**Task description**
Filter out every line below that lacks "Send", and copy the rest.

**Dataset entries**
use std::{future::Future, pin::Pin};

use crate::{
    foundation::core::Millis,
    foundation::error::{HapticError, HapticResult},
    render::capability::PlatformProbe,
    render::ops::{AmplitudeWaveform, ComposedPrimitive, Envelope, OnOffWaveform},
};

/// Boxed playback future returned by [`NativeVibrator`] calls.
pub type PlaybackFuture<'a> = Pin<Box<dyn Future<Output = HapticResult<Completion>> + Send + 'a>>;

/// What the native layer knows about a playback once its call returns.
#[derive(Clone, Copy, Debug, PartialEq, Eq)]
pub enum Completion {
    /// Playback already ran its course.
    Finished,
    /// Playback was started and will run for the reported time.
    Reported(Millis),
    /// Playback was started; its length is not observable.
    Unknown,
}

fn unavailable(what: &str) -> PlaybackFuture<'static> {
    let err = HapticError::backend(format!("{what} is not available on this device"));
    Box::pin(std::future::ready(Err(err)))
}

/// Host platform vibration API, one call per capability tier.
///
/// Implementations only override the calls their platform offers; the rest fail with a
/// [`HapticError::Backend`].
pub trait NativeVibrator: Send + Sync {
    /// Coarse API level and hardware capability probe. Queried once per vibrator.
    fn probe(&self) -> PlatformProbe;

    fn compose<'a>(&'a self, primitive: &'a ComposedPrimitive) -> PlaybackFuture<'a> {
        let _ = primitive;
        unavailable("primitive composition")
    }

    fn play_envelope<'a>(&'a self, envelope: &'a Envelope) -> PlaybackFuture<'a> {
        let _ = envelope;
        unavailable("envelope playback")
    }

    fn play_amplitude<'a>(&'a self, waveform: &'a AmplitudeWaveform) -> PlaybackFuture<'a> {
        let _ = waveform;
        unavailable("amplitude waveform playback")
    }

    fn play_on_off<'a>(&'a self, waveform: &'a OnOffWaveform) -> PlaybackFuture<'a> {
        let _ = waveform;
        unavailable("on/off waveform playback")
    }

    fn vibrate_for(&self, duration: Millis) -> PlaybackFuture<'_> {
        let _ = duration;
        unavailable("timed vibration")
    }

    /// Stop whatever is playing right now.
    fn cancel(&self);
}

/// A [`NativeVibrator`] that reports a fixed probe and accepts every call without playing.
///
/// Used for dry runs where only the rendering decisions matter.
#[derive(Clone, Copy, Debug, Default)]
pub struct SilentVibrator {
    probe: PlatformProbe,
}

impl SilentVibrator {
    pub fn new(probe: PlatformProbe) -> Self {
        Self { probe }
    }

    fn accept(&self) -> PlaybackFuture<'static> {
        Box::pin(std::future::ready(Ok(Completion::Finished)))
    }
}

impl NativeVibrator for SilentVibrator {
    fn probe(&self) -> PlatformProbe {
        self.probe
    }

    fn compose<'a>(&'a self, _primitive: &'a ComposedPrimitive) -> PlaybackFuture<'a> {
        self.accept()
    }

    fn play_envelope<'a>(&'a self, _envelope: &'a Envelope) -> PlaybackFuture<'a> {
        self.accept()
    }

    fn play_amplitude<'a>(&'a self, _waveform: &'a AmplitudeWaveform) -> PlaybackFuture<'a> {
        self.accept()
    }

    fn play_on_off<'a>(&'a self, _waveform: &'a OnOffWaveform) -> PlaybackFuture<'a> {
        self.accept()
    }

    fn vibrate_for(&self, _duration: Millis) -> PlaybackFuture<'_> {
        self.accept()
    }

    fn cancel(&self) {}
}

#[cfg(test)]
#[path = "../../tests/unit/render/native.rs"]
mod tests;
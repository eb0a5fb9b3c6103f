use std::{
    fs::File,
    io::BufReader,
    path::Path,
    sync::{
        Arc,
        atomic::{AtomicU64, Ordering},
    },
};

use anyhow::Context;
use tokio::task::JoinHandle;

use crate::{
    dispatch::slot::LatestSlot,
    effect::{dsl::EffectBuilder, model::HapticEffect, primitive::BasicPrimitive},
    foundation::error::{HapticError, HapticResult},
    render::backend::{VibratorBackend, create_backend},
    render::capability::{Capabilities, RenderTier},
    render::native::NativeVibrator,
    render::waveform::WaveformOpts,
    sequence::resolver::Timeline,
};

/// Construction-time settings of a [`Vibrator`].
#[derive(Clone, Copy, Debug, Default, PartialEq, serde::Serialize, serde::Deserialize)]
#[serde(default)]
pub struct VibratorConfig {
    pub waveform: WaveformOpts,
}

impl VibratorConfig {
    pub fn validate(&self) -> HapticResult<()> {
        self.waveform.validate()
    }

    pub fn from_reader<R: std::io::Read>(r: R) -> HapticResult<Self> {
        let config: Self = serde_json::from_reader(r)
            .map_err(|e| HapticError::serde(format!("parse vibrator config JSON: {e}")))?;
        config.validate()?;
        Ok(config)
    }

    pub fn from_path(path: impl AsRef<Path>) -> HapticResult<Self> {
        let path = path.as_ref();
        let f = File::open(path).map_err(|e| {
            HapticError::validation(format!("open config JSON '{}': {e}", path.display()))
        })?;
        Self::from_reader(BufReader::new(f))
    }
}

/// Counters describing what a [`Vibrator`] did with submitted effects.
#[derive(Clone, Copy, Debug, Default, PartialEq, Eq, serde::Serialize)]
pub struct DispatchStats {
    pub effects_submitted: u64,
    /// Replaced in the pending slot before the worker picked them up.
    pub effects_superseded: u64,
    pub effects_played: u64,
    pub primitives_performed: u64,
    /// Primitives whose backend call failed and were waited out instead.
    pub primitives_degraded: u64,
}

#[derive(Debug, Default)]
struct Counters {
    submitted: AtomicU64,
    superseded: AtomicU64,
    played: AtomicU64,
    performed: AtomicU64,
    degraded: AtomicU64,
}

impl Counters {
    fn bump(counter: &AtomicU64) {
        counter.fetch_add(1, Ordering::Relaxed);
    }

    fn snapshot(&self) -> DispatchStats {
        DispatchStats {
            effects_submitted: self.submitted.load(Ordering::Relaxed),
            effects_superseded: self.superseded.load(Ordering::Relaxed),
            effects_played: self.played.load(Ordering::Relaxed),
            primitives_performed: self.performed.load(Ordering::Relaxed),
            primitives_degraded: self.degraded.load(Ordering::Relaxed),
        }
    }
}

#[derive(Debug, Default)]
struct Shared {
    pending: LatestSlot<HapticEffect>,
    counters: Counters,
}

/// Plays haptic effects one at a time on a background task.
///
/// [`Vibrator::vibrate`] never waits: the effect lands in a single pending slot that the worker
/// drains. When effects arrive faster than they play, only the most recent pending one survives.
/// Dropping the vibrator stops the worker.
pub struct Vibrator {
    backend: Arc<dyn VibratorBackend>,
    shared: Arc<Shared>,
    worker: JoinHandle<()>,
}

impl std::fmt::Debug for Vibrator {
    fn fmt(&self, f: &mut std::fmt::Formatter<'_>) -> std::fmt::Result {
        f.debug_struct("Vibrator")
            .field("tier", &self.backend.tier())
            .field("stats", &self.stats())
            .finish_non_exhaustive()
    }
}

impl Vibrator {
    /// Probe `native` once, pick its backend and start the worker on the current tokio runtime.
    pub fn new(native: Arc<dyn NativeVibrator>, config: VibratorConfig) -> HapticResult<Self> {
        config.validate()?;
        let runtime = tokio::runtime::Handle::try_current()
            .context("a Vibrator must be created inside a tokio runtime")?;

        let probe = native.probe();
        let caps = Capabilities::from_probe(&probe);
        let backend: Arc<dyn VibratorBackend> =
            Arc::from(create_backend(caps, native, config.waveform));
        tracing::debug!(?probe, tier = ?backend.tier(), "vibrator ready");

        let shared = Arc::new(Shared::default());
        let worker = runtime.spawn(run_worker(backend.clone(), shared.clone()));
        Ok(Self {
            backend,
            shared,
            worker,
        })
    }

    /// Submit `effect` for playback, replacing any effect still waiting to start.
    pub fn vibrate(&self, effect: HapticEffect) {
        if !self.backend.is_vibration_supported() {
            tracing::trace!("vibration unsupported, dropping effect");
            return;
        }
        Counters::bump(&self.shared.counters.submitted);
        if self.shared.pending.put(effect).is_some() {
            Counters::bump(&self.shared.counters.superseded);
            tracing::trace!("superseded pending effect");
        }
    }

    /// Build an effect with `block` and submit it. Builder errors are returned; playback is not
    /// observed.
    pub fn vibrate_with<F>(&self, block: F) -> HapticResult<()>
    where
        F: FnOnce(EffectBuilder) -> HapticResult<EffectBuilder>,
    {
        let effect = block(EffectBuilder::new())?.build();
        self.vibrate(effect);
        Ok(())
    }

    /// Stop the native playback in flight. Effects submitted afterwards still play.
    pub fn cancel(&self) {
        tracing::debug!("cancel requested");
        self.backend.cancel();
    }

    pub fn is_vibration_supported(&self) -> bool {
        self.backend.is_vibration_supported()
    }

    pub fn tier(&self) -> Option<RenderTier> {
        self.backend.tier()
    }

    pub fn capabilities(&self) -> Capabilities {
        self.backend.capabilities()
    }

    pub fn stats(&self) -> DispatchStats {
        self.shared.counters.snapshot()
    }
}

impl Drop for Vibrator {
    fn drop(&mut self) {
        self.worker.abort();
    }
}

async fn run_worker(backend: Arc<dyn VibratorBackend>, shared: Arc<Shared>) {
    loop {
        let effect = shared.pending.take().await;
        play_effect(&backend, &effect, &shared.counters).await;
    }
}

struct AbortOnDrop(tokio::task::AbortHandle);

impl Drop for AbortOnDrop {
    fn drop(&mut self) {
        self.0.abort();
    }
}

/// Perform one primitive on its own task so a panicking native adapter only fails that
/// primitive.
async fn perform_isolated(
    backend: &Arc<dyn VibratorBackend>,
    basic: &BasicPrimitive,
) -> HapticResult<()> {
    let mut task = tokio::spawn({
        let backend = Arc::clone(backend);
        let basic = basic.clone();
        async move { backend.perform(&basic).await }
    });
    // Aborting the worker must not leave the playback task running.
    let _abort = AbortOnDrop(task.abort_handle());
    match (&mut task).await {
        Ok(result) => result,
        Err(err) if err.is_panic() => Err(HapticError::backend("native playback panicked")),
        Err(err) => Err(HapticError::backend(format!("playback task failed: {err}"))),
    }
}

async fn play_effect(
    backend: &Arc<dyn VibratorBackend>,
    effect: &HapticEffect,
    counters: &Counters,
) {
    let timeline = Timeline::resolve(effect);
    tracing::debug!(
        steps = timeline.steps.len(),
        nominal = %timeline.nominal_duration,
        "playing effect"
    );

    for (index, step) in timeline.steps.iter().enumerate() {
        if !step.wait.is_zero() {
            tokio::time::sleep(step.wait.as_duration()).await;
        }
        let basic = &step.primitive.basic;
        match perform_isolated(backend, basic).await {
            Ok(()) => Counters::bump(&counters.performed),
            Err(err) => {
                let nominal = basic.intrinsic_duration();
                tracing::warn!(index, %err, %nominal, "primitive playback failed, waiting it out");
                Counters::bump(&counters.degraded);
                tokio::time::sleep(nominal.as_duration()).await;
            }
        }
    }
    Counters::bump(&counters.played);
}

#[cfg(test)]
#[path = "../../tests/unit/dispatch/vibrator.rs"]
mod tests;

**Solution to the exercise**
pub type PlaybackFuture<'a> = Pin<Box<dyn Future<Output = HapticResult<Completion>> + Send + 'a>>;
pub trait NativeVibrator: Send + Sync {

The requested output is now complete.